Roslyn-analyzers: Add analyzer to warn users when they reference a Workspace API from an Analyzer

Created on 17 Feb 2018  路  8Comments  路  Source: dotnet/roslyn-analyzers

Most helpful comment

  1. Split the templates to have 2 separate projects
  2. Work in the NuGet area to ensure the packaging happens correctly

This work isn't hard and is something I would be happy to do. @mavasani I get that image loads are a real perf problem. I want to do some analysis to figure out what the perf impact is here so we can accurately articulate it to users of the roslyn API. I think analyzers shipped by Microsoft should always be in a single assembly, but I really feel that the templates as they exist today are not leading people into the pit-of-success鈩笍

Ideally we should:

  1. Document this problem and make sure the documentation is discover-able
  2. Write an analyzer to tell the developer when they hit this
  3. Author the templates so that this issue is difficult to encounter in the first place

However since there is no design discussion to be had for 1 and 2 lets just do them.

To accomplish 3 there are all sorts of options other than packaging two assemblies. We could, for example, use the .NET linker in the templates so only one assembly is ever loaded even if there are separate projects.

All 8 comments

I would heavily prefer refactoring dotnet/roslyn-sdk templates to place analyzers and code fixes in separate assemblies. I believe getting this analyzer correct will be time consuming for both implementation and execution time, while separating the assemblies already produces exactly correct results. If an analyzer is involved, I would want to see it restricted to simply reporting a warning if an assembly containing analyzers has a reference to the workspace package during builds (enforced separation at the assembly level).

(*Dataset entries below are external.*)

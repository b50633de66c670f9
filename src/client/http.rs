//! HTTP binding of the Quercle API

use std::fmt;
use std::time::Duration;

use async_trait::async_trait;
use secrecy::{ExposeSecret, SecretString};
use serde::de::DeserializeOwned;
use serde::{Deserialize, Serialize};
use url::Url;

use super::{FetchResponse, QuercleClient, SearchOptions, SearchResponse};
use crate::config::{QuercleConfig, ResolvedConfig, resolve_config};
use crate::{Error, Result};

const API_KEY_HEADER: &str = "X-API-Key";
const USER_AGENT: &str = concat!("quercle-tools/", env!("CARGO_PKG_VERSION"));

/// Search request body
#[derive(Debug, Serialize)]
struct SearchRequest<'a> {
    query: &'a str,
    #[serde(flatten)]
    options: &'a SearchOptions,
}

/// Fetch request body
#[derive(Debug, Serialize)]
struct FetchRequest<'a> {
    url: &'a str,
    #[serde(skip_serializing_if = "Option::is_none")]
    prompt: Option<&'a str>,
}

/// Error body returned on non-success responses
#[derive(Debug, Default, Deserialize)]
struct ErrorBody {
    detail: Option<String>,
    error: Option<String>,
    message: Option<String>,
}

/// Quercle API client over HTTP
///
/// A missing API key is not an error at construction time; it is reported
/// by the first request.
pub struct HttpClient {
    api_key: Option<SecretString>,
    base_url: String,
    timeout: Duration,
    client: reqwest::Client,
}

impl fmt::Debug for HttpClient {
    fn fmt(&self, f: &mut fmt::Formatter<'_>) -> fmt::Result {
        f.debug_struct("HttpClient")
            .field("base_url", &self.base_url)
            .field("timeout", &self.timeout)
            .field("has_api_key", &self.api_key.is_some())
            .finish_non_exhaustive()
    }
}

impl HttpClient {
    /// Create a client from resolved configuration
    #[must_use]
    pub fn new(config: ResolvedConfig) -> Self {
        Self {
            api_key: config.api_key,
            base_url: config.base_url,
            timeout: config.timeout,
            client: reqwest::Client::new(),
        }
    }

    /// Resolve `config` against the environment and create a client
    #[must_use]
    pub fn from_config(config: Option<QuercleConfig>) -> Self {
        Self::new(resolve_config(config))
    }

    /// API base URL this client talks to
    #[must_use]
    pub fn base_url(&self) -> &str {
        &self.base_url
    }

    /// Join an API path onto the base URL
    fn endpoint(&self, path: &str) -> Result<Url> {
        let base = format!("{}/", self.base_url.trim_end_matches('/'));
        Url::parse(&base)
            .and_then(|u| u.join(path))
            .map_err(|e| Error::Config(format!("invalid base URL {}: {e}", self.base_url)))
    }

    /// POST a JSON body and decode the JSON response
    async fn post<B, R>(&self, path: &str, body: &B) -> Result<R>
    where
        B: Serialize + Sync,
        R: DeserializeOwned,
    {
        let api_key = self.api_key.as_ref().ok_or(Error::MissingApiKey)?;
        let url = self.endpoint(path)?;

        tracing::debug!(%url, "quercle request");

        let response = self
            .client
            .post(url)
            .header(API_KEY_HEADER, api_key.expose_secret())
            .header(reqwest::header::USER_AGENT, USER_AGENT)
            .timeout(self.timeout)
            .json(body)
            .send()
            .await?;

        let status = response.status();
        tracing::debug!(status = status.as_u16(), path, "quercle response");

        if !status.is_success() {
            let text = response.text().await.unwrap_or_default();
            return Err(Error::Api {
                status: status.as_u16(),
                message: error_message(&text, status),
            });
        }

        Ok(response.json().await?)
    }
}

/// Pull a readable message out of an error response body
fn error_message(body: &str, status: reqwest::StatusCode) -> String {
    let parsed: ErrorBody = serde_json::from_str(body).unwrap_or_default();
    parsed
        .detail
        .or(parsed.error)
        .or(parsed.message)
        .or_else(|| {
            let trimmed = body.trim();
            (!trimmed.is_empty()).then(|| trimmed.to_string())
        })
        .unwrap_or_else(|| {
            status
                .canonical_reason()
                .unwrap_or("request failed")
                .to_string()
        })
}

#[async_trait]
impl QuercleClient for HttpClient {
    async fn search(&self, query: &str, options: &SearchOptions) -> Result<String> {
        let request = SearchRequest { query, options };
        let response: SearchResponse = self.post("v1/search", &request).await?;
        Ok(response.result)
    }

    async fn fetch(&self, url: &str, prompt: Option<&str>) -> Result<String> {
        let request = FetchRequest { url, prompt };
        let response: FetchResponse = self.post("v1/fetch", &request).await?;
        Ok(response.result)
    }
}
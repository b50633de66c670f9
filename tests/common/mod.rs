//! Shared test utilities

#![allow(dead_code)]

use std::sync::Mutex;

use async_trait::async_trait;
use quercle_tools::{QuercleClient, Result, SearchOptions};

/// A call recorded by [`StubClient`]
#[derive(Debug, Clone, PartialEq, Eq)]
pub enum Call {
    Search { query: String, options: SearchOptions },
    Fetch { url: String, prompt: Option<String> },
}

type Responder = Box<dyn Fn() -> Result<String> + Send + Sync>;

/// In-memory client that records calls and returns canned results
pub struct StubClient {
    calls: Mutex<Vec<Call>>,
    on_search: Responder,
    on_fetch: Responder,
}

impl StubClient {
    /// Stub answering both operations with `"stub"`
    pub fn new() -> Self {
        Self {
            calls: Mutex::new(Vec::new()),
            on_search: Box::new(|| Ok("stub".to_string())),
            on_fetch: Box::new(|| Ok("stub".to_string())),
        }
    }

    /// Replace the search response
    pub fn with_search(mut self, f: impl Fn() -> Result<String> + Send + Sync + 'static) -> Self {
        self.on_search = Box::new(f);
        self
    }

    /// Replace the fetch response
    pub fn with_fetch(mut self, f: impl Fn() -> Result<String> + Send + Sync + 'static) -> Self {
        self.on_fetch = Box::new(f);
        self
    }

    /// Calls received so far
    pub fn calls(&self) -> Vec<Call> {
        self.calls.lock().unwrap().clone()
    }
}

#[async_trait]
impl QuercleClient for StubClient {
    async fn search(&self, query: &str, options: &SearchOptions) -> Result<String> {
        self.calls.lock().unwrap().push(Call::Search {
            query: query.to_string(),
            options: options.clone(),
        });
        (self.on_search)()
    }

    async fn fetch(&self, url: &str, prompt: Option<&str>) -> Result<String> {
        self.calls.lock().unwrap().push(Call::Fetch {
            url: url.to_string(),
            prompt: prompt.map(ToString::to_string),
        });
        (self.on_fetch)()
    }
}
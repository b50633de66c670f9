//! Error types for Quercle tools

use thiserror::Error;

/// Result type alias for Quercle operations
pub type Result<T> = std::result::Result<T, Error>;

/// Errors that can occur while building or invoking Quercle tools
#[derive(Debug, Error)]
pub enum Error {
    /// Configuration error
    #[error("configuration error: {0}")]
    Config(String),

    /// No API key was configured or found in the environment
    #[error("missing API key: pass one explicitly or set {}", crate::config::API_KEY_ENV)]
    MissingApiKey,

    /// HTTP transport error
    #[error("http error: {0}")]
    Http(#[from] reqwest::Error),

    /// Quercle API returned a non-success status
    #[error("quercle api error ({status}): {message}")]
    Api {
        /// HTTP status code
        status: u16,
        /// Error message reported by the service
        message: String,
    },

    /// Tool arguments did not match the declared input schema
    #[error("invalid arguments for {tool}: {reason}")]
    InvalidArguments {
        /// Tool name
        tool: String,
        /// Decoder message
        reason: String,
    },

    /// No tool registered under the requested name
    #[error("unknown tool: {0}")]
    UnknownTool(String),

    /// IO error
    #[error("io error: {0}")]
    Io(#[from] std::io::Error),

    /// Serialization error
    #[error("serialization error: {0}")]
    Serialization(#[from] serde_json::Error),

    /// TOML parsing error
    #[error("toml error: {0}")]
    Toml(#[from] toml::de::Error),
}
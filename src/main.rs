use std::path::PathBuf;
use std::process::ExitCode;

use clap::{Parser, Subcommand};
use tracing_subscriber::EnvFilter;

use quercle_tools::config::default_config_path;
use quercle_tools::{FetchInput, QuercleConfig, QuercleTools, SearchInput, create_tools};

/// Quercle - web search and fetch tools for AI agents
#[derive(Parser)]
#[command(name = "quercle", version, about)]
struct Cli {
    /// Quercle API key
    #[arg(long, env = "QUERCLE_API_KEY", hide_env_values = true)]
    api_key: Option<String>,

    /// Path to a TOML config file
    #[arg(short, long, env = "QUERCLE_CONFIG")]
    config: Option<PathBuf>,

    /// Increase verbosity (-v, -vv, -vvv)
    #[arg(short, long, action = clap::ArgAction::Count)]
    verbose: u8,

    #[command(subcommand)]
    command: Command,
}

#[derive(Subcommand)]
enum Command {
    /// Print tool definitions as JSON
    Tools,
    /// Search the web
    Search {
        /// Search query
        query: String,
        /// Only include results from this domain (repeatable)
        #[arg(long = "allow")]
        allowed_domains: Vec<String>,
        /// Exclude results from this domain (repeatable)
        #[arg(long = "block")]
        blocked_domains: Vec<String>,
    },
    /// Fetch and analyze a URL
    Fetch {
        /// URL to fetch
        url: String,
        /// What to extract from the page
        #[arg(short, long)]
        prompt: Option<String>,
    },
    /// Invoke a tool by name with JSON arguments
    Call {
        /// Tool name (e.g. "quercle_search")
        name: String,
        /// Arguments as a JSON object
        args: String,
    },
}

#[tokio::main]
async fn main() -> ExitCode {
    let cli = Cli::parse();

    let filter = match cli.verbose {
        0 => "warn,quercle_tools=info",
        1 => "info,quercle_tools=debug",
        2 => "debug",
        _ => "trace",
    };

    tracing_subscriber::fmt()
        .with_env_filter(EnvFilter::new(filter))
        .with_writer(std::io::stderr)
        .init();

    match run(cli).await {
        Ok(()) => ExitCode::SUCCESS,
        Err(e) => {
            tracing::error!("fatal: {e}");
            ExitCode::FAILURE
        }
    }
}

async fn run(cli: Cli) -> anyhow::Result<()> {
    let tools = build_tools(cli.config, cli.api_key)?;

    let output = match cli.command {
        Command::Tools => serde_json::to_string_pretty(&tools.definitions())?,
        Command::Search {
            query,
            allowed_domains,
            blocked_domains,
        } => {
            let input = SearchInput {
                query,
                allowed_domains: non_empty(allowed_domains),
                blocked_domains: non_empty(blocked_domains),
            };
            tools.search.execute(input).await?
        }
        Command::Fetch { url, prompt } => {
            let input = FetchInput { url, prompt };
            tools.fetch.execute(input).await?
        }
        Command::Call { name, args } => {
            let args: serde_json::Value = serde_json::from_str(&args)
                .map_err(|e| anyhow::anyhow!("arguments are not valid JSON: {e}"))?;
            tools.call(&name, args).await?
        }
    };

    println!("{output}");
    Ok(())
}

/// Build tools from the config file, with `--api-key` layered on top
fn build_tools(path: Option<PathBuf>, api_key: Option<String>) -> anyhow::Result<QuercleTools> {
    let mut config = match path {
        Some(path) => QuercleConfig::from_file(&path)?,
        None => match default_config_path().filter(|p| p.exists()) {
            Some(path) => {
                tracing::debug!(path = %path.display(), "using default config file");
                QuercleConfig::from_file(&path)?
            }
            None => QuercleConfig::new(),
        },
    };

    if let Some(key) = api_key {
        config = config.with_api_key(key);
    }

    Ok(create_tools(Some(config)))
}

fn non_empty(values: Vec<String>) -> Option<Vec<String>> {
    (!values.is_empty()).then_some(values)
}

Edit: I believe it is bad practice to mix incompatible references in the same assembly, so on top of the technical challenges of creating this analyzer I believe it would be a disservice to users to suggest that the mixed approach is considered a good practice.

I believe it is bad practice to mix incompatible references in the same assembly

I feel it is even more bad practice to recommend an approach to our users, which we ourselves do not follow (and will not follow in future), primarily due to huge performance hit associated with this design. Separation of assemblies for analyzers and fixers mean very likely going from 3 assemblies (core, C# and VB) to 6 assemblies. None of the analyzer/fixer pairs that Roslyn team owns across all our repos lie in different assemblies for primarily this reason. When we eventually move our style analyzers and fixers out from roslyn repo to roslyn-analyzers, we are not going to split them into separate assemblies.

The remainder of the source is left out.